■ **Required action**: Go to the line containing "every address failed." in the listing below. Output that line and each later one exactly.

■ **Provided material**:
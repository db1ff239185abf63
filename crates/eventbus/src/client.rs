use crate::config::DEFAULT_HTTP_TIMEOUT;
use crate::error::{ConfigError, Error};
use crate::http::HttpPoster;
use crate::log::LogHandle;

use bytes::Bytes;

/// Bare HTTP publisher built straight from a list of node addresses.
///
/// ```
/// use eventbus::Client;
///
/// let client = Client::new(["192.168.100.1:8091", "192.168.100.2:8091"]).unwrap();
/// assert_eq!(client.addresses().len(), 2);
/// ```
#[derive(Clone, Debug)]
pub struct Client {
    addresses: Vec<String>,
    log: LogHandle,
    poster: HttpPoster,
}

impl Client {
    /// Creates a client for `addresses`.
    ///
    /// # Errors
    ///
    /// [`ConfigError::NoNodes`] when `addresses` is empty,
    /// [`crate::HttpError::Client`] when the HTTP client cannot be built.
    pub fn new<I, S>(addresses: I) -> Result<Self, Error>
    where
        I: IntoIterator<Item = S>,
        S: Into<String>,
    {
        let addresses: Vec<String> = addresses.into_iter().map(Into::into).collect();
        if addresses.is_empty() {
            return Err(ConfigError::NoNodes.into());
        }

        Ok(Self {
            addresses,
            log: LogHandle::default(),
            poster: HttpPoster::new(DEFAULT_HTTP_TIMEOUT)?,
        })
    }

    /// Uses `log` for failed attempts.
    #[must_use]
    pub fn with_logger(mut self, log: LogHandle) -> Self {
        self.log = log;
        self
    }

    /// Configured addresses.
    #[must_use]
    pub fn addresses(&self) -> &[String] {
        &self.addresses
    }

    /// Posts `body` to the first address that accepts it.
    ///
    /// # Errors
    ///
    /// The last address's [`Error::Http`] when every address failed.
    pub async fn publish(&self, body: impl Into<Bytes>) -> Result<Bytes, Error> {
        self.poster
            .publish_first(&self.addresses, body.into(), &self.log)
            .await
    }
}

■ **Solution for this problem**:
    /// The last address's [`Error::Http`] when every address failed.
    pub async fn publish(&self, body: impl Into<Bytes>) -> Result<Bytes, Error> {
        self.poster
            .publish_first(&self.addresses, body.into(), &self.log)
            .await
    }
}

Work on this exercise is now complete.